Your goal: Your answer must be every line of the data that contains "MemoryKind".

Supplied data:
//! Rapidly-exploring Random Tree (RRT) path planning
//!
//! Grows a tree from the start by repeatedly steering the nearest node
//! toward a goal-biased random sample, and returns the first feasible path.
//!
//! Reference: LaValle, S. M. (1998). "Rapidly-Exploring Random Trees: A New
//! Tool for Path Planning"

use rand::rngs::StdRng;
use rand::{Rng, SeedableRng};

use crate::common::{Constraint, ConstraintType, PlannerError, PlannerResult, Space, State};
use crate::path_planning::sampling;
use crate::path_planning::steer::steer;
use crate::path_planning::tree::{Node, Tree};

/// Configuration for the RRT planner
#[derive(Debug, Clone)]
pub struct RRTConfig {
    /// Dimension of the configuration space
    pub dim: usize,
    /// Sample budget for one `solve` call
    pub max_sampling_num: usize,
    /// Probability of sampling the goal state directly (0.0-1.0)
    pub goal_sampling_rate: f64,
    /// Maximum length of one steering step
    pub expand_dist: f64,
}

impl Default for RRTConfig {
    fn default() -> Self {
        Self {
            dim: 2,
            max_sampling_num: 5000,
            goal_sampling_rate: 0.1,
            expand_dist: 1.0,
        }
    }
}

/// RRT path planner
pub struct RRTPlanner {
    config: RRTConfig,
    tree: Tree,
    result: Vec<State>,
}

impl RRTPlanner {
    /// Create a planner, validating the goal sampling rate.
    pub fn new(config: RRTConfig) -> PlannerResult<Self> {
        validate_goal_sampling_rate(config.goal_sampling_rate)?;
        Ok(RRTPlanner {
            config,
            tree: Tree::default(),
            result: Vec::new(),
        })
    }

    pub fn set_max_sampling_num(&mut self, max_sampling_num: usize) {
        self.config.max_sampling_num = max_sampling_num;
    }

    pub fn set_goal_sampling_rate(&mut self, goal_sampling_rate: f64) -> PlannerResult<()> {
        validate_goal_sampling_rate(goal_sampling_rate)?;
        self.config.goal_sampling_rate = goal_sampling_rate;
        Ok(())
    }

    pub fn set_expand_dist(&mut self, expand_dist: f64) {
        self.config.expand_dist = expand_dist;
    }

    /// Plan from `start` to `goal`, returning `Ok(true)` on success and
    /// `Ok(false)` when no path was found within the budget.
    ///
    /// `Err` reports a configured dimension that does not match the
    /// constraint's space. Both endpoints are expected to classify as
    /// `Entry`; the planner does not check them.
    pub fn solve<C: Constraint>(
        &mut self,
        constraint: &C,
        start: &State,
        goal: &State,
    ) -> PlannerResult<bool> {
        let mut rng = StdRng::from_entropy();
        self.solve_with_rng(constraint, start, goal, &mut rng)
    }

    /// Plan with a seeded generator; identical seeds give identical paths
    /// and trees.
    pub fn solve_with_seed<C: Constraint>(
        &mut self,
        constraint: &C,
        start: &State,
        goal: &State,
        seed: u64,
    ) -> PlannerResult<bool> {
        let mut rng = StdRng::seed_from_u64(seed);
        self.solve_with_rng(constraint, start, goal, &mut rng)
    }

    fn solve_with_rng<C: Constraint>(
        &mut self,
        constraint: &C,
        start: &State,
        goal: &State,
        rng: &mut StdRng,
    ) -> PlannerResult<bool> {
        let space = constraint.space();
        validate_space_dim(self.config.dim, space)?;

        let mut tree = Tree::with_root(start.clone());

        let mut sampling_cnt = 0;
        let success = loop {
            // Goal-biased random sampling. Forbidden samples are redrawn
            // without consuming budget.
            let rand_state = if rng.gen::<f64>() <= self.config.goal_sampling_rate {
                goal.clone()
            } else {
                let s = sampling::sample_uniform(rng, space);
                if constraint.classify(&s) == ConstraintType::NoEntry {
                    continue;
                }
                s
            };

            let nearest_index = tree.nearest(&rand_state);
            let nearest = tree.node(nearest_index);
            let (new_state, step) = steer(&nearest.state, &rand_state, self.config.expand_dist);
            let new_cost = nearest.cost + step;

            if constraint.segment_free(&nearest.state, &new_state) {
                let dist_to_goal = new_state.distance_from(goal);
                let new_index = tree.add(Node::new(new_state, Some(nearest_index), new_cost));

                if dist_to_goal <= self.config.expand_dist {
                    let goal_cost = tree.node(new_index).cost + dist_to_goal;
                    tree.add(Node::new(goal.clone(), Some(new_index), goal_cost));
                    break true;
                }
            }

            sampling_cnt += 1;
            if sampling_cnt >= self.config.max_sampling_num {
                break false;
            }
        };

        self.result.clear();
        if success {
            let mut index = tree.len() - 1;
            loop {
                let node = tree.node(index);
                self.result.push(node.state.clone());
                match node.parent {
                    Some(parent) => index = parent,
                    None => break,
                }
            }
            self.result.reverse();
        }

        self.tree = tree;
        Ok(success)
    }

    /// Path from start to goal produced by the last successful `solve`.
    pub fn result(&self) -> &[State] {
        &self.result
    }

    /// Tree built during the last `solve`.
    pub fn tree(&self) -> &Tree {
        &self.tree
    }
}

pub(crate) fn validate_goal_sampling_rate(rate: f64) -> PlannerResult<()> {
    if !(0.0..=1.0).contains(&rate) {
        return Err(PlannerError::InvalidParameter(format!(
            "goal sampling rate must be in [0, 1], got {}",
            rate
        )));
    }
    Ok(())
}

pub(crate) fn validate_space_dim(dim: usize, space: &Space) -> PlannerResult<()> {
    if space.dim() != dim {
        return Err(PlannerError::InvalidDimension(format!(
            "configured dimension {} does not match the constraint space dimension {}",
            dim,
            space.dim()
        )));
    }
    Ok(())
}

#[cfg(test)]
mod tests {
    use super::*;
    use crate::common::{Bound, Space};

    /// 2-D world bounded to [0, 10] x [0, 10] with axis-aligned rectangular
    /// obstacles given as (xmin, xmax, ymin, ymax).
    struct RectWorld {
        space: Space,
        obstacles: Vec<(f64, f64, f64, f64)>,
    }

    impl RectWorld {
        fn new(obstacles: Vec<(f64, f64, f64, f64)>) -> Self {
            RectWorld {
                space: Space::new(vec![Bound::new(0.0, 10.0), Bound::new(0.0, 10.0)]),
                obstacles,
            }
        }
    }

    impl Constraint for RectWorld {
        fn space(&self) -> &Space {
            &self.space
        }

        fn classify(&self, state: &State) -> ConstraintType {
            for i in 0..self.space.dim() {
                let b = self.space.bound(i);
                if state.vals[i] < b.low || b.high < state.vals[i] {
                    return ConstraintType::NoEntry;
                }
            }
            let (x, y) = (state.vals[0], state.vals[1]);
            for &(xmin, xmax, ymin, ymax) in &self.obstacles {
                if xmin <= x && x <= xmax && ymin <= y && y <= ymax {
                    return ConstraintType::NoEntry;
                }
            }
            ConstraintType::Entry
        }
    }

    fn path_length(path: &[State]) -> f64 {
        path.windows(2).map(|w| w[0].distance_from(&w[1])).sum()
    }

    #[test]
    fn test_invalid_goal_sampling_rate() {
        let config = RRTConfig {
            goal_sampling_rate: 1.5,
            ..Default::default()
        };
        assert!(matches!(
            RRTPlanner::new(config),
            Err(PlannerError::InvalidParameter(_))
        ));

        let mut planner = RRTPlanner::new(RRTConfig::default()).unwrap();
        assert!(planner.set_goal_sampling_rate(-0.1).is_err());
        assert!(planner.set_goal_sampling_rate(0.5).is_ok());
    }

    #[test]
    fn test_rejects_mismatched_space_dimension() {
        let world = RectWorld::new(Vec::new());
        let config = RRTConfig {
            dim: 3,
            ..Default::default()
        };
        let mut planner = RRTPlanner::new(config).unwrap();
        let result = planner.solve_with_seed(
            &world,
            &State::new(vec![1.0, 1.0]),
            &State::new(vec![9.0, 9.0]),
            0,
        );
        assert!(matches!(result, Err(PlannerError::InvalidDimension(_))));
        assert!(planner.result().is_empty());
    }

    #[test]
    fn test_empty_space() {
        let world = RectWorld::new(Vec::new());
        let start = State::new(vec![1.0, 1.0]);
        let goal = State::new(vec![9.0, 9.0]);

        let mut planner = RRTPlanner::new(RRTConfig::default()).unwrap();
        assert!(planner.solve_with_seed(&world, &start, &goal, 1).unwrap());

        let path = planner.result();
        assert_eq!(path.first().unwrap(), &start);
        assert_eq!(path.last().unwrap(), &goal);
        assert!(path_length(path) <= 15.0, "path length {}", path_length(path));

        for w in path.windows(2) {
            assert!(world.segment_free(&w[0], &w[1]));
        }
    }

    #[test]
    fn test_wall_with_gap() {
        // wall across x in [4.5, 5.5] with a gap at y in [4.5, 5.5]
        let world = RectWorld::new(vec![
            (4.5, 5.5, 0.0, 4.5),
            (4.5, 5.5, 5.5, 10.0),
        ]);
        let start = State::new(vec![1.0, 5.0]);
        let goal = State::new(vec![9.0, 5.0]);

        let config = RRTConfig {
            expand_dist: 0.5,
            max_sampling_num: 20000,
            ..Default::default()
        };
        let mut planner = RRTPlanner::new(config).unwrap();
        assert!(planner.solve_with_seed(&world, &start, &goal, 2).unwrap());

        let path = planner.result();
        assert_eq!(path.first().unwrap(), &start);
        assert_eq!(path.last().unwrap(), &goal);
        let through_gap = path.iter().any(|s| {
            4.5 <= s.vals[0] && s.vals[0] <= 5.5 && 4.5 <= s.vals[1] && s.vals[1] <= 5.5
        });
        assert!(through_gap, "path does not thread the gap");
    }

    #[test]
    fn test_no_feasible_path() {
        // wall across x in [4, 6] spanning the full height
        let world = RectWorld::new(vec![(4.0, 6.0, 0.0, 10.0)]);
        let start = State::new(vec![1.0, 5.0]);
        let goal = State::new(vec![9.0, 5.0]);

        let config = RRTConfig {
            max_sampling_num: 1000,
            ..Default::default()
        };
        let mut planner = RRTPlanner::new(config).unwrap();
        assert!(!planner.solve_with_seed(&world, &start, &goal, 3).unwrap());
        assert!(planner.result().is_empty());
    }

    #[test]
    fn test_tree_structure() {
        let world = RectWorld::new(vec![(4.5, 5.5, 0.0, 4.5), (4.5, 5.5, 5.5, 10.0)]);
        let start = State::new(vec![1.0, 5.0]);
        let goal = State::new(vec![9.0, 5.0]);

        let mut planner = RRTPlanner::new(RRTConfig::default()).unwrap();
        assert!(planner.solve_with_seed(&world, &start, &goal, 4).unwrap());

        let tree = planner.tree();
        assert_eq!(tree.nodes().iter().filter(|n| n.parent.is_none()).count(), 1);
        assert_eq!(tree.node(0).state, start);
        assert_eq!(tree.node(0).cost, 0.0);

        for index in 0..tree.len() {
            let mut current = index;
            let mut hops = 0;
            while let Some(parent) = tree.node(current).parent {
                let node = tree.node(current);
                assert!(node.cost >= tree.node(parent).cost);
                current = parent;
                hops += 1;
                assert!(hops <= tree.len(), "cycle reached from node {}", index);
            }
            assert_eq!(current, 0);
        }
    }

    #[test]
    fn test_deterministic_under_fixed_seed() {
        let world = RectWorld::new(vec![(4.5, 5.5, 0.0, 4.5), (4.5, 5.5, 5.5, 10.0)]);
        let start = State::new(vec![1.0, 5.0]);
        let goal = State::new(vec![9.0, 5.0]);

        let mut a = RRTPlanner::new(RRTConfig::default()).unwrap();
        let mut b = RRTPlanner::new(RRTConfig::default()).unwrap();
        assert!(a.solve_with_seed(&world, &start, &goal, 99).unwrap());
        assert!(b.solve_with_seed(&world, &start, &goal, 99).unwrap());

        assert_eq!(a.result(), b.result());
        assert_eq!(a.tree().len(), b.tree().len());
        for (na, nb) in a.tree().nodes().iter().zip(b.tree().nodes()) {
            assert_eq!(na.state, nb.state);
            assert_eq!(na.parent, nb.parent);
            assert_eq!(na.cost, nb.cost);
        }
    }
}
use std::io::ErrorKind;
use std::path::Path;

use prime_core::cache::content_digest;
use prime_core::model::{ActionSpec, ErrorCode, GetSpec, Locator};
use prime_query::MemoryKind;
use serde_json::json;
use tracing::debug;

use super::{HandlerContext, Invocation, Outcome};
use crate::error::ExecError;
use crate::process::ShellRequest;

const DEFAULT_SEARCH_LIMIT: usize = 5;

fn get_spec(inv: &Invocation) -> Result<&GetSpec, ExecError> {
    match &inv.action.spec {
        ActionSpec::Get(spec) => Ok(spec),
        _ => Err(ExecError::Rejected("not a get action".into())),
    }
}

/// Version of whatever sits at `path`: the digest of a file's bytes or of a
/// directory's entry names.
pub fn source_version(path: &Path) -> String {
    if path.is_dir() {
        let mut names: Vec<String> = std::fs::read_dir(path)
            .map(|entries| {
                entries
                    .filter_map(Result::ok)
                    .map(|e| e.file_name().to_string_lossy().into_owned())
                    .collect()
            })
            .unwrap_or_default();
        names.sort();
        return content_digest(names.join("\n").as_bytes());
    }
    match std::fs::read(path) {
        Ok(bytes) => content_digest(&bytes),
        Err(_) => "missing".into(),
    }
}

pub(super) async fn read_file(ctx: &HandlerContext, inv: &Invocation) -> Result<Outcome, ExecError> {
    let spec = get_spec(inv)?;
    let Some(Locator::Path(raw)) = &spec.locator else {
        return Err(ExecError::Rejected("get requires a path".into()));
    };
    let path = ctx.resolve(raw);
    let meta = tokio::fs::metadata(&path).await.map_err(|e| match e.kind() {
        ErrorKind::NotFound => ExecError::NotFound(raw.clone()),
        _ => e.into(),
    })?;

    if meta.is_dir() {
        let mut entries = Vec::new();
        let mut dir = tokio::fs::read_dir(&path).await?;
        while let Some(entry) = dir.next_entry().await? {
            let name = entry.file_name().to_string_lossy().into_owned();
            if entry.file_type().await?.is_dir() {
                entries.push(format!("{name}/"));
            } else {
                entries.push(name);
            }
        }
        entries.sort();
        return Ok(Outcome::new(json!({
            "path": raw,
            "kind": "directory",
            "entries": entries,
        })));
    }

    let bytes = tokio::fs::read(&path).await?;
    let version = content_digest(&bytes);
    let mut outcome = match std::str::from_utf8(&bytes) {
        Ok(text) if !text.contains('\0') => {
            let lines: Vec<&str> = text.lines().collect();
            let (content, range) = match spec.range {
                Some(r) => match r.clamp(lines.len()) {
                    Some(r) => (lines[r.start - 1..r.end].join("\n"), Some(r.to_string())),
                    None => (String::new(), Some("empty".to_string())),
                },
                None => (text.to_string(), None),
            };
            let (content, truncated) = ctx.clip(content.as_bytes());
            let mut data = json!({
                "path": raw,
                "kind": "file",
                "lines": lines.len(),
                "content": content,
            });
            if let Some(range) = range {
                data["range"] = json!(range);
            }
            if truncated {
                data["truncated"] = json!(true);
            }
            Outcome::new(data)
        }
        _ => {
            // Binary payloads never go inline.
            let file_name = path
                .file_name()
                .map(|n| n.to_string_lossy().into_owned())
                .unwrap_or_else(|| "blob".into());
            let name = format!("{}-{file_name}", inv.action.id());
            tokio::fs::create_dir_all(&inv.artifacts_dir).await?;
            tokio::fs::write(inv.artifacts_dir.join(&name), &bytes).await?;
            Outcome::new(json!({
                "path": raw,
                "kind": "binary",
                "bytes": bytes.len(),
                "artifact": format!("artifacts/{name}"),
            }))
        }
    };

    if inv.verify && source_version(&path) != version {
        outcome = outcome.warn(ErrorCode::ExecFailure.warning(format!("{raw} changed while it was read")));
    }
    Ok(outcome)
}

pub(super) fn read_memory(ctx: &HandlerContext, inv: &Invocation) -> Result<Outcome, ExecError> {
    let spec = get_spec(inv)?;
    let Some(Locator::Path(raw)) = &spec.locator else {
        return Err(ExecError::Rejected("get requires a path".into()));
    };
    let name = raw.trim_start_matches("memory://");
    let kind = match name {
        "" | "all" => None,
        other => Some(
            MemoryKind::parse(other)
                .ok_or_else(|| ExecError::NotFound(format!("no memory named {other:?}")))?,
        ),
    };
    let content = ctx.memory.read(kind)?;
    Ok(Outcome::new(json!({ "path": raw, "content": content })))
}

pub(super) async fn fetch_url(ctx: &HandlerContext, inv: &Invocation) -> Result<Outcome, ExecError> {
    let spec = get_spec(inv)?;
    let Some(Locator::Url(url)) = &spec.locator else {
        return Err(ExecError::Rejected("get requires a url".into()));
    };
    if !(url.starts_with("http://") || url.starts_with("https://")) {
        return Err(ExecError::Rejected(format!("unsupported url {url:?}")));
    }
    let method = spec.method.as_deref().unwrap_or("GET");

    let mut request = ShellRequest::new("curl", ctx.layout.workspace()).args(["-sS", "-L"]);
    request = match method {
        "GET" => request,
        "HEAD" => request.arg("-I"),
        other => request.args(["-X", other]),
    };
    let body = inv.action.header.body();
    if !matches!(method, "GET" | "HEAD") && !body.is_empty() {
        request = request.args(["--data-binary", "@-"]).stdin(body);
    }
    let request = request.arg(url.as_str()).env(&ctx.env.env);

    let output = ctx.executor.execute(request, &inv.sink).await?;
    let (text, clipped) = ctx.clip(&output.output);
    let truncated = clipped || output.truncated;
    let mut data = json!({
        "url": url,
        "method": method,
        "exit_code": output.exit_code,
        "body": text,
    });
    if truncated {
        data["truncated"] = json!(true);
    }
    let mut outcome = Outcome::new(data);
    if !output.success() {
        outcome = outcome.warn(ErrorCode::ExecFailure.warning(format!("curl exited with {:?}", output.exit_code)));
    }
    Ok(outcome)
}

pub(super) async fn search_memory(ctx: &HandlerContext, inv: &Invocation) -> Result<Outcome, ExecError> {
    let spec = get_spec(inv)?;
    let query = spec
        .query
        .clone()
        .filter(|q| !q.trim().is_empty())
        .ok_or_else(|| ExecError::Rejected("search requires a query".into()))?;
    let tags = spec.tags.clone();
    let limit = spec.limit.unwrap_or(DEFAULT_SEARCH_LIMIT);

    let memory = ctx.memory.clone();
    let (query, tags, hits) = tokio::task::spawn_blocking(move || {
        let hits = memory.search(&query, &tags, limit);
        (query, tags, hits)
    })
    .await
    .map_err(|e| ExecError::Task(e.to_string()))?;
    let hits = hits?;
    debug!(query = %query, hits = hits.len(), "Memory search");

    let data = json!({ "query": query, "tags": tags, "hits": hits });
    tokio::fs::create_dir_all(&inv.retrieval_dir).await?;
    tokio::fs::write(
        inv.retrieval_dir.join(format!("{}.json", inv.action.id())),
        serde_json::to_vec_pretty(&data)?,
    )
    .await?;
    Ok(Outcome::new(data))
}

pub(super) fn read_env(ctx: &HandlerContext) -> Result<Outcome, ExecError> {
    Ok(Outcome::new(serde_json::to_value(&ctx.env)?))
}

Answer to this exercise:
use prime_query::MemoryKind;
            MemoryKind::parse(other)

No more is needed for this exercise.